There are plenty of reasons to record a telephone conversation. One of the most fun may be recording a call to customer service for purposes of maintaining your own quality assurance. A more popular reason for recording a phone call is to save both sides of the call as a recorded performance or interview. The podcasting craze brings a flood of questions about call recording to my inbox on a regular basis, so it’s time to address the idea of call recording in a way that outlines both the recording options and the methods for recording a call.
Call Recording Options
There are several options available for call recording, each with its own set of advantages and disadvantages. Radio Shack sells two different types of Telephone Recording Controls which are used to connect your phone to a recording device of some kind. A more expensive hardware solution, known as a digital hybrid, offers more control over the recording volume of both sides of the call at a drastic increase in expense. If you have a voice modem in your PC, several software applications are capable of recording all audio that passes through the modem. And there’s also the option of recording a call placed through a service like Skype.

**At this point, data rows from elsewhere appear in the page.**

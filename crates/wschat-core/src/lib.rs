//! Core data model for the wschat session manager.
//!
//! This crate provides the fundamental building blocks:
//! - `ClientCommand` / `ServerEvent` - Typed wire protocol
//! - `Transcript` - Bounded ring of transcript entries
//! - `Identity` - Intended nickname and room
//! - Connector, transport handle and identity store traits

pub mod action;
pub mod identity;
pub mod protocol;
pub mod traits;
pub mod transcript;

pub use action::{ActionOutcome, UiAction};
pub use identity::{DEFAULT_NICKNAME, DEFAULT_ROOM, Identity, normalize_input};
pub use protocol::{ClientCommand, ConnectionStatus, PresenceAction, ProtocolError, ServerEvent};
pub use traits::{
    ConnectTarget, ConnectionId, Connector, IdentityStore, SendError, StorageError,
    TransportEvent, TransportEventKind, TransportHandle, TransportReceiver, TransportSender,
};
pub use transcript::{DEFAULT_CAPACITY, EntryId, EntryKind, Transcript, TranscriptEntry};
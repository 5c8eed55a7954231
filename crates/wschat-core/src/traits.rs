//! Core traits for transports and identity storage.

use std::{
    fmt,
    sync::atomic::{AtomicU64, Ordering},
};

use async_trait::async_trait;
use thiserror::Error;
use tokio::sync::mpsc;

use crate::{
    Identity,
    protocol::{ClientCommand, ConnectionStatus, ServerEvent},
};

/// Process-unique identifier of one transport handle.
#[derive(Debug, Clone, Copy, PartialEq, Eq, Hash, PartialOrd, Ord)]
pub struct ConnectionId(u64);

impl ConnectionId {
    /// Allocate the next identifier.
    #[must_use]
    pub fn next() -> Self {
        static NEXT: AtomicU64 = AtomicU64::new(1);
        Self(NEXT.fetch_add(1, Ordering::Relaxed))
    }
}

impl fmt::Display for ConnectionId {
    fn fmt(&self, f: &mut fmt::Formatter<'_>) -> fmt::Result {
        write!(f, "conn-{}", self.0)
    }
}

/// What a transport reports.
#[derive(Debug, Clone, PartialEq, Eq)]
pub enum TransportEventKind {
    /// Connection status transition.
    Status(ConnectionStatus),
    /// Decoded inbound event (or a synthetic error).
    Event(ServerEvent),
}

/// A report from one transport handle.
#[derive(Debug, Clone, PartialEq, Eq)]
pub struct TransportEvent {
    pub connection: ConnectionId,
    pub kind: TransportEventKind,
}

impl TransportEvent {
    #[must_use]
    pub const fn status(connection: ConnectionId, status: ConnectionStatus) -> Self {
        Self {
            connection,
            kind: TransportEventKind::Status(status),
        }
    }

    #[must_use]
    pub const fn event(connection: ConnectionId, event: ServerEvent) -> Self {
        Self {
            connection,
            kind: TransportEventKind::Event(event),
        }
    }
}

/// Sender half that transports report into.
pub type TransportSender = mpsc::UnboundedSender<TransportEvent>;

/// Receiver half drained by the session controller.
pub type TransportReceiver = mpsc::UnboundedReceiver<TransportEvent>;

/// Where and as whom to connect.
#[derive(Debug, Clone, PartialEq, Eq)]
pub struct ConnectTarget {
    pub nickname: String,
    /// Full endpoint URL, query string included.
    pub endpoint: String,
}

/// Send error.
#[derive(Debug, Error, PartialEq, Eq)]
pub enum SendError {
    #[error("Connection is not open")]
    NotConnected,
    #[error("Channel closed")]
    ChannelClosed,
}

/// Live object representing one underlying connection.
pub trait TransportHandle: Send {
    /// Identifier stamped on every event this handle reports.
    fn id(&self) -> ConnectionId;

    /// Current status as seen by the transport.
    fn status(&self) -> ConnectionStatus;

    /// Send a command.
    ///
    /// # Errors
    /// Returns [`SendError::NotConnected`] unless the handle is open.
    fn try_send(&self, command: ClientCommand) -> Result<(), SendError>;

    /// Send a command, silently dropping it unless the handle is open.
    fn send(&self, command: ClientCommand) {
        if let Err(e) = self.try_send(command) {
            tracing::debug!(connection = %self.id(), "Dropped command: {e}");
        }
    }

    /// Request shutdown. Idempotent.
    fn close(&self);
}

/// Factory for transport handles.
pub trait Connector: Send + Sync {
    /// Handle type produced by this connector.
    type Handle: TransportHandle;

    /// Open a connection.
    ///
    /// Reports `connecting` on `events` before returning, then `open` and
    /// decoded events as they happen, then `closed` exactly once.
    fn connect(&self, target: ConnectTarget, events: TransportSender) -> Self::Handle;
}

/// Storage error.
#[derive(Debug, Error)]
pub enum StorageError {
    #[error("I/O error: {0}")]
    Io(#[from] std::io::Error),
    #[error("Serialization error: {0}")]
    Serialization(#[from] serde_json::Error),
    #[error("Storage error: {0}")]
    Internal(String),
}

/// Key-value store for the last-used identity.
#[async_trait]
pub trait IdentityStore: Send + Sync {
    /// Load the persisted identity, if any.
    async fn load(&self) -> Result<Option<Identity>, StorageError>;

    /// Persist the identity.
    async fn save(&self, identity: &Identity) -> Result<(), StorageError>;
}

Telephone Recording Controls available at the local Radio Shack are both the easiest solution to implement and potentially the worst audio sound quality if improperly used. Depending on which model you choose, the approximate cost is either $16 or $26. Audio passed from the phone line to your PC through one of these recording devices is generally a weak signal needing some amplification to be heard well. The signal passed through the phone lines in a home is commonly fouled up with noise due to poorly shielded phone wiring or close proximity to electrical wiring. This creates something of a conundrum. You can amplify the call by increasing the gain on your PC microphone line in, but the gain increase also increases the noise.
One option is to try and find the phone jack with the least noise. This can be time consuming and the optimal jack may not be in a location convenient for setting up your PC to record.
A second option is to eliminate the noise with audio editing software after the recording is completed. If you use the second option, record 30 seconds or more of an audio file with nothing but the line noise to create a noise profile you can use to clean the recorded audio later.
One nice thing about these telephone recorders is their immediately ready to connect to your PC. The recorder connects to either the wall jack or the phone handset, depending on which model you choose. A 1/8-inch mini plug sends the audio signal to your PC (or to a MiniDisk or other standalone recorder). Follow the same basic steps for recording a podcast to record the call using the free Audacity audio editing application. Another option is to use this setup to record phone calls with an iPod.
A digital hybrid is probably not an option for most home users. They start in the $500 price range and continue up depending on features and quality. What makes a digital hybrid useful is the ability to control the volume of the caller and your own voice independently. If the caller sounds to quiet in your recording, you can boost their volume without needing to increase your own volume. This method potentially suffers from the same limitation of the less expensive Radio Shack units; if there is noise on the line, boosting the volume will also boost the volume of the noise. Using an audio editing app with noise reduction features is necessary here as well.
If you still have a voice modem lying around, recording audio over the modem gives new life to this slowly dying relic. If you have a Creative Labs sound card capable of capturing “What you hear” audio, recording modem audio may be as simple as opening your favorite audio editing app and recording anything passing over the sound card. For a more automated system, an app like Call Soft Pro does an excellent job of monitoring and recording conversations from a modem. In general, the recording quality using a modem is often better than using one of those telephone recorders, but also more expensive.
Recording a VoIP call placed through something like Skype is potentially the most frustrating way to record a call. Many of the onboard sound cards shipping in PCs only support recording the microphone line in or the WAV audio, but not both. If your card won’t support both, you either need another card, or you need a way to trick your PC into letting you record the call. Assuming your sound card supports recording both sides of the call, you can enable recording a Skype call by setting the Record Control to either Stereo Mix or Mono Mix. By default, this is probably set to Line In or Microphone, which will only record your side of the conversation. With a Skype call, you have potential for better audio quality with no line noise, but there’s an increased potential for latency which results in an echo in the recording. Getting rid of the echo during editing is almost impossible.
Despite the potential for line noise, I continue to do my call recording using a Radio Shack telephone recorder. I can either connect it to my computer or record the audio using a portable recorder like the Edirol R-1. When there is noise on the line, I can edit the noise out by capturing a noise profile first. Of the two telephone recorders available from Radio Shack, I personally prefer 43-228 model over the 43-1237 model because the 43-228 is more likely to capture both sides of the recording at equal volume levels.
Before you record any call, especially one coming over standard telephone lines, make sure you understand the laws about recording over a phone line for your state or country. These laws are sometimes referred to as wiretap laws, which govern both private citizens and the public sector’s ability to monitor phone conversations. I’ll let you research that part of the process as I’m not a lawyer and therefore am not qualified to hand out legal advice.